Antiretroviral treatment is saving hundreds of thousands of lives in South Africa and across the continent, but all medicines for serious diseases carry risks. These need to be managed. The benefits of antiretrovirals far outweigh their risks.
Here is a poster by the Reproductive Health and HIV Research Unit on antiretroviral side-effects.
The TAC endorses the following letter:
The Sowetan newspaper has reported a case of a man growing breasts, due to the side-effects of antiretroviral treatment, accompanied by a disturbing photograph of the man. It is tragic that the side effects were allowed to become this severe.
This is an occasional side-effect of antiretroviral treatment.

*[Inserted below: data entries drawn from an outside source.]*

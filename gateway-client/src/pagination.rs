//! Pagination state and the query/response shapes of list endpoints.
//!
//! `page` is a zero-based page index. List endpoints take a row offset, which
//! is derived as `page * limit` when the query string is built.

use serde::{Deserialize, Serialize};
use serde_json::{Map, Value};

/// Page size for regular table views
pub const DEFAULT_PAGE_SIZE: u64 = 10;

/// Page size used by pickers that load a whole collection at once
pub const FETCH_ALL_PAGE_SIZE: u64 = 10_000;

/// Pagination window and the total reported by the server
#[derive(Debug, Clone, Copy, PartialEq, Eq, Serialize, Deserialize)]
pub struct Pagination {
    /// Zero-based page index
    pub page: u64,
    /// Page size
    pub limit: u64,
    /// Total rows reported by the last applied response
    pub count: u64,
}

impl Pagination {
    pub fn new(limit: u64) -> Self {
        Self {
            page: 0,
            limit,
            count: 0,
        }
    }

    /// Number of pages needed to show `count` rows
    pub fn total_pages(&self) -> u64 {
        if self.limit == 0 {
            return 0;
        }
        self.count.div_ceil(self.limit)
    }

    /// Whether a page after the current one exists
    pub fn has_next(&self) -> bool {
        self.page + 1 < self.total_pages()
    }
}

impl Default for Pagination {
    fn default() -> Self {
        Self::new(DEFAULT_PAGE_SIZE)
    }
}

/// Parameters handed to a list fetch function
#[derive(Debug, Clone, PartialEq, Default)]
pub struct ListQuery {
    pub page: u64,
    pub limit: u64,
    pub filters: Map<String, Value>,
}

impl ListQuery {
    pub fn new(page: u64, limit: u64) -> Self {
        Self {
            page,
            limit,
            filters: Map::new(),
        }
    }

    /// Add a filter field
    #[must_use]
    pub fn with_filter<K: Into<String>, V: Into<Value>>(mut self, key: K, value: V) -> Self {
        self.filters.insert(key.into(), value.into());
        self
    }

    /// Row offset sent to the server
    pub fn row_offset(&self) -> u64 {
        self.page.saturating_mul(self.limit)
    }

    /// Query string pairs: `offset`, `limit`, then the filters
    ///
    /// Null and empty-string filters are omitted, arrays are joined with
    /// commas and nested objects are sent as JSON text.
    pub fn to_query_pairs(&self) -> Vec<(String, String)> {
        let mut pairs = vec![
            ("offset".to_string(), self.row_offset().to_string()),
            ("limit".to_string(), self.limit.to_string()),
        ];

        for (key, value) in &self.filters {
            if let Some(text) = query_value(value) {
                pairs.push((key.clone(), text));
            }
        }

        pairs
    }
}

fn query_value(value: &Value) -> Option<String> {
    match value {
        Value::Null => None,
        Value::String(s) if s.is_empty() => None,
        Value::String(s) => Some(s.clone()),
        Value::Bool(b) => Some(b.to_string()),
        Value::Number(n) => Some(n.to_string()),
        Value::Array(items) => {
            let parts: Vec<String> = items.iter().filter_map(query_value).collect();
            (!parts.is_empty()).then(|| parts.join(","))
        }
        Value::Object(_) => Some(value.to_string()),
    }
}

/// One page of a list endpoint response
#[derive(Debug, Clone, PartialEq, Serialize, Deserialize)]
pub struct Page<T> {
    #[serde(default)]
    pub count: u64,
    pub results: Vec<T>,
}

impl<T> Page<T> {
    pub fn new(results: Vec<T>, count: u64) -> Self {
        Self { count, results }
    }
}
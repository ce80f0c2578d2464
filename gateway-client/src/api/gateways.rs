use crate::api::{list_page, ResourceList};
use crate::error::ApiResult;
use crate::http::{ApiClient, RequestConfig};
use crate::pagination::{ListQuery, Page};
use serde::{Deserialize, Serialize};

/// An API gateway
#[derive(Debug, Clone, PartialEq, Serialize, Deserialize)]
pub struct Gateway {
    pub id: u64,
    pub name: String,
    #[serde(default)]
    pub description: String,
    /// 1 when the gateway is enabled
    #[serde(default)]
    pub status: u8,
    #[serde(default)]
    pub is_public: bool,
    #[serde(default)]
    pub maintainers: Vec<String>,
    #[serde(default)]
    pub created_by: String,
    #[serde(default)]
    pub updated_time: Option<String>,
}

impl Gateway {
    pub fn is_active(&self) -> bool {
        self.status == 1
    }
}

/// Body of gateway create and update calls
#[derive(Debug, Clone, PartialEq, Serialize, Deserialize)]
pub struct GatewayPayload {
    pub name: String,
    pub description: String,
    pub maintainers: Vec<String>,
    pub is_public: bool,
}

fn route(_: &str) -> String {
    "gateways/".to_string()
}

/// List fetcher for gateways; the context id is ignored
pub fn lister(client: &ApiClient) -> ResourceList<Gateway> {
    ResourceList::new(client, route)
}

pub async fn list_gateways(client: &ApiClient, query: &ListQuery) -> ApiResult<Page<Gateway>> {
    list_page(client, &route(""), query).await
}

pub async fn get_gateway(client: &ApiClient, id: u64) -> ApiResult<Gateway> {
    client
        .get(&format!("gateways/{}/", id), &[], RequestConfig::global())
        .await
}

pub async fn create_gateway(client: &ApiClient, payload: &GatewayPayload) -> ApiResult<Gateway> {
    client.post("gateways/", payload, RequestConfig::global()).await
}

pub async fn update_gateway(
    client: &ApiClient,
    id: u64,
    payload: &GatewayPayload,
) -> ApiResult<Gateway> {
    client
        .put(&format!("gateways/{}/", id), payload, RequestConfig::global())
        .await
}

pub async fn delete_gateway(client: &ApiClient, id: u64) -> ApiResult<()> {
    client
        .delete(&format!("gateways/{}/", id), RequestConfig::global())
        .await
}
use serde_json::{Map, Value};
use std::sync::Arc;
use tokio::sync::watch;

/// Shared, observable filter criteria for a list
///
/// Clones share the same underlying value. Writes that change the value,
/// including nested fields, notify subscribers; writes that leave it equal do
/// not.
#[derive(Debug, Clone)]
pub struct Filter {
    sender: Arc<watch::Sender<Map<String, Value>>>,
}

impl Filter {
    pub fn new() -> Self {
        Self::from_map(Map::new())
    }

    pub fn from_map(map: Map<String, Value>) -> Self {
        let (sender, _) = watch::channel(map);
        Self {
            sender: Arc::new(sender),
        }
    }

    /// Current criteria
    pub fn get(&self) -> Map<String, Value> {
        self.sender.borrow().clone()
    }

    /// Set one field, returning whether the filter changed
    pub fn set<K: Into<String>, V: Into<Value>>(&self, key: K, value: V) -> bool {
        let key = key.into();
        let value = value.into();
        self.update(move |map| {
            map.insert(key, value);
        })
    }

    /// Remove one field, returning whether the filter changed
    pub fn remove(&self, key: &str) -> bool {
        self.update(|map| {
            map.remove(key);
        })
    }

    /// Replace all criteria, returning whether the filter changed
    pub fn replace(&self, criteria: Map<String, Value>) -> bool {
        self.update(move |map| *map = criteria)
    }

    /// Apply an arbitrary, possibly nested, mutation
    ///
    /// Subscribers are notified only if the resulting value differs from the
    /// previous one.
    pub fn update<F>(&self, mutate: F) -> bool
    where
        F: FnOnce(&mut Map<String, Value>),
    {
        self.sender.send_if_modified(|map| {
            let before = map.clone();
            mutate(map);
            *map != before
        })
    }

    /// Receiver notified after each change; the current value counts as seen
    pub fn subscribe(&self) -> watch::Receiver<Map<String, Value>> {
        self.sender.subscribe()
    }
}

impl Default for Filter {
    fn default() -> Self {
        Self::new()
    }
}

impl From<Map<String, Value>> for Filter {
    fn from(map: Map<String, Value>) -> Self {
        Self::from_map(map)
    }
}
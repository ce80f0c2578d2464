//! Process-wide publish/subscribe channel for console events
//!
//! The HTTP layer publishes here instead of reaching into UI code; any number
//! of listeners may subscribe.

use serde::{Deserialize, Serialize};
use tokio::sync::broadcast;

/// Capacity of the event channel before slow subscribers start lagging
pub const EVENT_BUS_CAPACITY: usize = 64;

/// Login overlay descriptor sent by the API when a session has expired
#[derive(Debug, Clone, PartialEq, Serialize, Deserialize)]
pub struct LoginRequired {
    pub width: u32,
    pub height: u32,
    pub login_url: String,
    pub login_plain_url: String,
}

/// Events published on the console event bus
#[derive(Debug, Clone, PartialEq)]
pub enum ConsoleEvent {
    /// Ask a listener to render the login overlay
    ShowLoginModal(LoginRequired),
}

impl ConsoleEvent {
    /// Wire name of the event
    pub fn name(&self) -> &'static str {
        match self {
            Self::ShowLoginModal(_) => "show-login-modal",
        }
    }
}

/// Broadcast event bus shared by the client and its listeners
#[derive(Debug, Clone)]
pub struct EventBus {
    sender: broadcast::Sender<ConsoleEvent>,
}

impl EventBus {
    pub fn new() -> Self {
        let (sender, _) = broadcast::channel(EVENT_BUS_CAPACITY);
        Self { sender }
    }

    /// Publish an event, returning how many listeners received it
    pub fn emit(&self, event: ConsoleEvent) -> usize {
        let name = event.name();
        match self.sender.send(event) {
            Ok(receivers) => receivers,
            Err(_) => {
                tracing::debug!("no listeners for event {}", name);
                0
            }
        }
    }

    pub fn subscribe(&self) -> broadcast::Receiver<ConsoleEvent> {
        self.sender.subscribe()
    }
}

impl Default for EventBus {
    fn default() -> Self {
        Self::new()
    }
}
use crate::app::{CONFIG_FILE, ensure_parent_dir};
use crate::error::{Result, ResultExt};
use crate::ui;
use gateway_client::config::ensure_config_file_exists;
use std::path::PathBuf;

/// Write a default configuration file to `path` (or `apigw.toml`)
pub fn execute(path: Option<String>, force: bool) -> Result<()> {
    let path = path.map(PathBuf::from).unwrap_or_else(|| PathBuf::from(CONFIG_FILE));
    ensure_parent_dir(&path)?;

    let created = ensure_config_file_exists(&path, force)
        .with_context(|| format!("Failed to write {}", path.display()))?;

    if created {
        ui::success_message(&format!("Created {}", path.display()));
        ui::info_message("Edit api.base_url and login.url before running other commands");
    } else {
        ui::warning_message(&format!(
            "{} already exists, pass --force to overwrite it",
            path.display()
        ));
    }
    Ok(())
}
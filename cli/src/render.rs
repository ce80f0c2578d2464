use comfy_table::presets::UTF8_FULL;
use comfy_table::{ContentArrangement, Table};
use gateway_client::api::access_logs::AccessLog;
use gateway_client::api::gateways::Gateway;
use gateway_client::api::permissions::PermissionApply;
use gateway_client::api::plugins::PluginBinding;
use gateway_client::api::releases::ReleaseHistory;
use gateway_client::api::stages::Stage;
use gateway_client::Pagination;

/// A record that can be shown as a table row
pub trait TableRow {
    fn headers() -> Vec<&'static str>;
    fn cells(&self) -> Vec<String>;
}

/// Render rows as a table, or a placeholder line when empty
pub fn render_table<T: TableRow>(rows: &[T]) -> String {
    if rows.is_empty() {
        return "No data".to_string();
    }

    let mut table = Table::new();
    table
        .load_preset(UTF8_FULL)
        .set_content_arrangement(ContentArrangement::Dynamic)
        .set_header(T::headers());
    for row in rows {
        table.add_row(row.cells());
    }
    table.to_string()
}

/// One-line pagination summary, with pages counted from 1
pub fn render_footer(pagination: &Pagination) -> String {
    format!(
        "Page {} of {} ({} per page, {} total)",
        pagination.page + 1,
        pagination.total_pages().max(1),
        pagination.limit,
        pagination.count
    )
}

fn yes_no(value: bool) -> String {
    if value { "yes" } else { "no" }.to_string()
}

fn or_dash(value: Option<&str>) -> String {
    value.filter(|v| !v.is_empty()).unwrap_or("-").to_string()
}

impl TableRow for Gateway {
    fn headers() -> Vec<&'static str> {
        vec!["ID", "Name", "Description", "Active", "Public", "Maintainers", "Updated"]
    }

    fn cells(&self) -> Vec<String> {
        vec![
            self.id.to_string(),
            self.name.clone(),
            or_dash(Some(&self.description)),
            yes_no(self.is_active()),
            yes_no(self.is_public),
            self.maintainers.join(", "),
            or_dash(self.updated_time.as_deref()),
        ]
    }
}

impl TableRow for Stage {
    fn headers() -> Vec<&'static str> {
        vec!["ID", "Name", "Description", "Active", "Released version"]
    }

    fn cells(&self) -> Vec<String> {
        vec![
            self.id.to_string(),
            self.name.clone(),
            or_dash(Some(&self.description)),
            yes_no(self.status == 1),
            or_dash(self.release_version.as_deref()),
        ]
    }
}

impl TableRow for ReleaseHistory {
    fn headers() -> Vec<&'static str> {
        vec!["ID", "Stages", "Version", "Status", "Comment", "By", "Created"]
    }

    fn cells(&self) -> Vec<String> {
        vec![
            self.id.to_string(),
            self.stage_names.join(", "),
            self.resource_version_display.clone(),
            or_dash(Some(&self.status)),
            or_dash(Some(&self.comment)),
            self.created_by.clone(),
            or_dash(self.created_time.as_deref()),
        ]
    }
}

impl TableRow for PluginBinding {
    fn headers() -> Vec<&'static str> {
        vec!["ID", "Code", "Name", "Scope", "Config"]
    }

    fn cells(&self) -> Vec<String> {
        vec![
            self.id.to_string(),
            self.code.clone(),
            or_dash(Some(&self.name)),
            format!("{}:{}", self.scope_type, self.scope_id),
            self.config.to_string(),
        ]
    }
}

impl TableRow for PermissionApply {
    fn headers() -> Vec<&'static str> {
        vec!["ID", "App", "Dimension", "Days", "Reason", "Applied by", "Created"]
    }

    fn cells(&self) -> Vec<String> {
        vec![
            self.id.to_string(),
            self.bk_app_code.clone(),
            self.grant_dimension.clone(),
            self.expire_days.to_string(),
            or_dash(Some(&self.reason)),
            self.applied_by.clone(),
            or_dash(self.created_time.as_deref()),
        ]
    }
}

impl TableRow for AccessLog {
    fn headers() -> Vec<&'static str> {
        vec!["Time", "Request ID", "Method", "Path", "Status", "App", "Duration (ms)", "Error"]
    }

    fn cells(&self) -> Vec<String> {
        vec![
            self.time()
                .map(|t| t.format("%Y-%m-%d %H:%M:%S").to_string())
                .unwrap_or_else(|| self.timestamp.to_string()),
            self.request_id.clone(),
            self.method.clone(),
            self.http_path.clone(),
            self.status.to_string(),
            or_dash(Some(&self.app_code)),
            self.request_duration.to_string(),
            or_dash(Some(&self.error)),
        ]
    }
}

The man in the photograph is the worst case I have seen after many years of using these drugs in my patients. This side effect usually occurs after several months and very slowly, and patients have lots of time to bring this to the attention of their doctor. It is caused by the redistribution of fat in the body, and can occur in women as well. He needs to quickly switch his antiretroviral drugs to a different combination which does not cause breast enlargement. The enlargement should slowly recede, but he must keep his doctor alerted, and he may need additional treatments if it does not resolve.
Antiretrovirals, like any drugs, have side-effects, sometimes severe. But for the vast majority of patients, they are life-saving. They have changed HIV infection from a death sentence to a manageable chronic disease. This is not to understate the seriousness of what has happened to this man, but to emphasise that although antiretrovirals carry risks, their benefits far outweigh these risks.
One way in which this as well as other serious side-effects could be reduced, is to replace an antiretroviral called stavudine with one called tenofovir, not currently available in our state treatment programme. The Department of Health should consider this improvement to the national treatment protocol.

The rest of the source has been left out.